Give back exactly the lines of the data below, starting with the line that has "Option<OrderSnapshot>, language: Option<Language>)" and going on through the line that has "pub fn with_order_exists(mut".

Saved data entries
- - - - -
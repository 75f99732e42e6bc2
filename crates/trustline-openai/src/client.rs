// SPDX-FileCopyrightText: 2026 Trustline Contributors
// SPDX-License-Identifier: MIT OR Apache-2.0

//! HTTP client for the OpenAI Chat Completions API.
//!
//! Handles bearer authentication, transient-error retry, and API error
//! body decoding.

use std::time::Duration;

use reqwest::header::{HeaderMap, HeaderValue};
use tracing::{debug, warn};

use trustline_core::TrustlineError;

use crate::types::{ApiErrorResponse, ChatCompletionRequest, ChatCompletionResponse};

/// Default endpoint for chat completions.
const API_BASE_URL: &str = "https://api.openai.com/v1/chat/completions";

/// HTTP client for OpenAI API communication.
///
/// Retries once (configurable) after a 1-second delay on transient
/// statuses (429, 500, 503, 529).
#[derive(Debug, Clone)]
pub struct OpenAiClient {
    client: reqwest::Client,
    max_retries: u32,
    base_url: String,
}

impl OpenAiClient {
    /// Creates a new client authenticated with the given API key.
    pub fn new(api_key: String, max_retries: u32) -> Result<Self, TrustlineError> {
        let mut headers = HeaderMap::new();
        let mut auth = HeaderValue::from_str(&format!("Bearer {api_key}")).map_err(|e| {
            TrustlineError::Config(format!("invalid API key header value: {e}"))
        })?;
        auth.set_sensitive(true);
        headers.insert("authorization", auth);
        headers.insert("content-type", HeaderValue::from_static("application/json"));

        let client = reqwest::Client::builder()
            .default_headers(headers)
            .timeout(Duration::from_secs(120))
            .build()
            .map_err(|e| TrustlineError::Provider {
                message: format!("failed to build HTTP client: {e}"),
                source: Some(Box::new(e)),
            })?;

        Ok(Self {
            client,
            max_retries,
            base_url: API_BASE_URL.to_string(),
        })
    }

    /// Overrides the endpoint URL (gateways, wiremock tests).
    pub fn with_base_url(mut self, url: String) -> Self {
        self.base_url = url;
        self
    }

    /// Sends a completion request and returns the parsed response.
    pub async fn complete(
        &self,
        request: &ChatCompletionRequest,
    ) -> Result<ChatCompletionResponse, TrustlineError> {
        let mut last_error = None;

        for attempt in 0..=self.max_retries {
            if attempt > 0 {
                warn!(attempt, "retrying completion request after transient error");
                tokio::time::sleep(Duration::from_secs(1)).await;
            }

            let response = self
                .client
                .post(&self.base_url)
                .json(request)
                .send()
                .await
                .map_err(|e| TrustlineError::Provider {
                    message: format!("HTTP request failed: {e}"),
                    source: Some(Box::new(e)),
                })?;

            let status = response.status();
            debug!(status = %status, attempt, "completion response received");

            if status.is_success() {
                let body = response.text().await.map_err(|e| TrustlineError::Provider {
                    message: format!("failed to read response body: {e}"),
                    source: Some(Box::new(e)),
                })?;
                return serde_json::from_str(&body).map_err(|e| TrustlineError::Provider {
                    message: format!("failed to parse API response: {e}"),
                    source: Some(Box::new(e)),
                });
            }

            let body = response.text().await.unwrap_or_default();
            if is_transient_error(status) && attempt < self.max_retries {
                warn!(status = %status, body = %body, "transient error, will retry");
                last_error = Some(TrustlineError::Provider {
                    message: format!("API returned {status}: {body}"),
                    source: None,
                });
                continue;
            }

            let message = match serde_json::from_str::<ApiErrorResponse>(&body) {
                Ok(api_err) => format!(
                    "OpenAI API error ({}): {}",
                    api_err.error.type_, api_err.error.message
                ),
                Err(_) => format!("API returned {status}: {body}"),
            };
            return Err(TrustlineError::Provider {
                message,
                source: None,
            });
        }

        Err(last_error.unwrap_or_else(|| TrustlineError::Provider {
            message: "completion request failed after retries".into(),
            source: None,
        }))
    }
}

/// Transient statuses worth one retry.
fn is_transient_error(status: reqwest::StatusCode) -> bool {
    matches!(status.as_u16(), 429 | 500 | 503 | 529)
}

#[cfg(test)]
mod tests {
    use super::*;
    use crate::types::ApiMessage;
    use wiremock::matchers::{header, method, path};
    use wiremock::{Mock, MockServer, ResponseTemplate};

    fn test_client(base_url: &str) -> OpenAiClient {
        OpenAiClient::new("sk-test-key".into(), 1)
            .unwrap()
            .with_base_url(base_url.to_string())
    }

    fn test_request() -> ChatCompletionRequest {
        ChatCompletionRequest {
            model: "gpt-4.1".into(),
            messages: vec![ApiMessage {
                role: "user".into(),
                content: "hello".into(),
            }],
            temperature: 0.3,
        }
    }

    fn success_body(text: &str) -> serde_json::Value {
        serde_json::json!({
            "id": "chatcmpl-test",
            "choices": [{
                "message": {"role": "assistant", "content": text},
                "finish_reason": "stop"
            }],
            "usage": {"prompt_tokens": 12, "completion_tokens": 4, "total_tokens": 16}
        })
    }

    #[tokio::test]
    async fn complete_success() {
        let server = MockServer::start().await;
        Mock::given(method("POST"))
            .and(path("/"))
            .respond_with(ResponseTemplate::new(200).set_body_json(success_body("مرحبا!")))
            .mount(&server)
            .await;

        let client = test_client(&server.uri());
        let resp = client.complete(&test_request()).await.unwrap();
        assert_eq!(resp.choices[0].message.content, "مرحبا!");
        assert_eq!(resp.usage.unwrap().total_tokens, 16);
    }

    #[tokio::test]
    async fn complete_sends_bearer_auth() {
        let server = MockServer::start().await;
        Mock::given(method("POST"))
            .and(path("/"))
            .and(header("authorization", "Bearer sk-test-key"))
            .and(header("content-type", "application/json"))
            .respond_with(ResponseTemplate::new(200).set_body_json(success_body("ok")))
            .mount(&server)
            .await;

        let client = test_client(&server.uri());
        assert!(client.complete(&test_request()).await.is_ok());
    }

    #[tokio::test]
    async fn complete_retries_on_429() {
        let server = MockServer::start().await;
        let error_body = serde_json::json!({
            "error": {"type": "rate_limit_error", "message": "slow down"}
        });

        Mock::given(method("POST"))
            .and(path("/"))
            .respond_with(ResponseTemplate::new(429).set_body_json(&error_body))
            .up_to_n_times(1)
            .mount(&server)
            .await;
        Mock::given(method("POST"))
            .and(path("/"))
            .respond_with(ResponseTemplate::new(200).set_body_json(success_body("after retry")))
            .mount(&server)
            .await;

        let client = test_client(&server.uri());
        let resp = client.complete(&test_request()).await.unwrap();
        assert_eq!(resp.choices[0].message.content, "after retry");
    }

    #[tokio::test]
    async fn complete_fails_fast_on_401() {
        let server = MockServer::start().await;
        let error_body = serde_json::json!({
            "error": {"type": "invalid_api_key", "message": "bad key"}
        });
        Mock::given(method("POST"))
            .and(path("/"))
            .respond_with(ResponseTemplate::new(401).set_body_json(&error_body))
            .expect(1)
            .mount(&server)
            .await;

        let client = test_client(&server.uri());
        let err = client.complete(&test_request()).await.unwrap_err();
        assert!(err.to_string().contains("invalid_api_key"), "got: {err}");
    }

    #[tokio::test]
    async fn complete_exhausts_retries_on_503() {
        let server = MockServer::start().await;
        let error_body = serde_json::json!({
            "error": {"type": "server_error", "message": "overloaded"}
        });
        Mock::given(method("POST"))
            .and(path("/"))
            .respond_with(ResponseTemplate::new(503).set_body_json(&error_body))
            .expect(2)
            .mount(&server)
            .await;

        let client = test_client(&server.uri());
        let err = client.complete(&test_request()).await.unwrap_err();
        assert!(err.to_string().contains("server_error"), "got: {err}");
    }
}
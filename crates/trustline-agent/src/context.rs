// SPDX-FileCopyrightText: 2026 Trustline Contributors
// SPDX-License-Identifier: MIT OR Apache-2.0

//! Typed context payload for the system prompt.
//!
//! Every delegated branch describes what the FSM established this turn in
//! a [`PromptContext`], which is serialized to JSON inside the system
//! message. Absent fields are omitted so the generator only ever sees
//! facts the controller actually asserted. Knowledge snippets are NOT part
//! of this payload; they go in their own prompt section.

use serde::Serialize;

use trustline_core::types::{Language, OrderSnapshot};

/// Facts the controller passes to the text generator for one turn.
#[derive(Debug, Clone, Serialize)]
pub struct PromptContext {
    pub verified: bool,
    #[serde(skip_serializing_if = "Option::is_none")]
    pub order: Option<OrderSnapshot>,
    #[serde(skip_serializing_if = "Option::is_none")]
    pub order_exists: Option<bool>,
    #[serde(skip_serializing_if = "Option::is_none")]
    pub phone_match: Option<bool>,
    #[serde(skip_serializing_if = "Option::is_none")]
    pub reveal_order_id: Option<bool>,
    #[serde(skip_serializing_if = "Option::is_none")]
    pub reason: Option<&'static str>,
    pub language: Option<Language>,
}

impl PromptContext {
    /// Context for a pre-verification branch.
    pub fn unverified(language: Option<Language>) -> Self {
        Self {
            verified: false,
            order: None,
            order_exists: None,
            phone_match: None,
            reveal_order_id: None,
            reason: None,
            language,
        }
    }

    /// Context for a branch where identity is established.
    pub fn verified(order: Option<OrderSnapshot>, language: Option<Language>) -> Self {
        Self {
            verified: true,
            order,
            order_exists: None,
            phone_match: None,
            reveal_order_id: None,
            reason: None,
            language,
        }
    }

    pub fn with_order_exists(mut self, exists: bool) -> Self {
        self.order_exists = Some(exists);
        self
    }

    pub fn with_phone_match(mut self, matched: bool) -> Self {
        self.phone_match = Some(matched);
        self
    }

    /// Marks that this turn completed verification, so the generator
    /// should disclose the order id.
    pub fn with_reveal_order_id(mut self) -> Self {
        self.reveal_order_id = Some(true);
        self
    }

    pub fn with_reason(mut self, reason: &'static str) -> Self {
        self.reason = Some(reason);
        self
    }

    /// JSON rendering embedded in the system prompt.
    pub fn to_json(&self) -> String {
        serde_json::to_string(self).unwrap_or_else(|_| "{}".to_string())
    }
}

#[cfg(test)]
mod tests {
    use super::*;
    use trustline_core::types::OrderStatus;

    #[test]
    fn unverified_context_omits_absent_fields() {
        let json = PromptContext::unverified(Some(Language::Ar)).to_json();
        assert_eq!(json, r#"{"verified":false,"language":"ar"}"#);
    }

    #[test]
    fn reason_and_flags_appear_when_set() {
        let json = PromptContext::unverified(Some(Language::En))
            .with_phone_match(false)
            .with_reason("no_order_for_phone")
            .to_json();
        assert!(json.contains(r#""phone_match":false"#));
        assert!(json.contains(r#""reason":"no_order_for_phone""#));
    }

    #[test]
    fn verified_context_embeds_order_snapshot() {
        let snapshot = OrderSnapshot {
            order_id: "ORD-001".into(),
            customer_name: "Lina".into(),
            status: OrderStatus::Delivered,
            last_updated: "2026-08-30T10:00:00".into(),
            phone: "0791234567".into(),
        };
        let json = PromptContext::verified(Some(snapshot), Some(Language::En))
            .with_reveal_order_id()
            .to_json();
        assert!(json.contains(r#""verified":true"#));
        assert!(json.contains(r#""order_id":"ORD-001""#));
        assert!(json.contains(r#""status":"delivered""#));
        assert!(json.contains(r#""reveal_order_id":true"#));
    }
}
- - - - -
### WRITTEN RESPONSE
    pub fn verified(order: Option<OrderSnapshot>, language: Option<Language>) -> Self {
        Self {
            verified: true,
            order,
            order_exists: None,
            phone_match: None,
            reveal_order_id: None,
            reason: None,
            language,
        }
    }

    pub fn with_order_exists(mut self, exists: bool) -> Self {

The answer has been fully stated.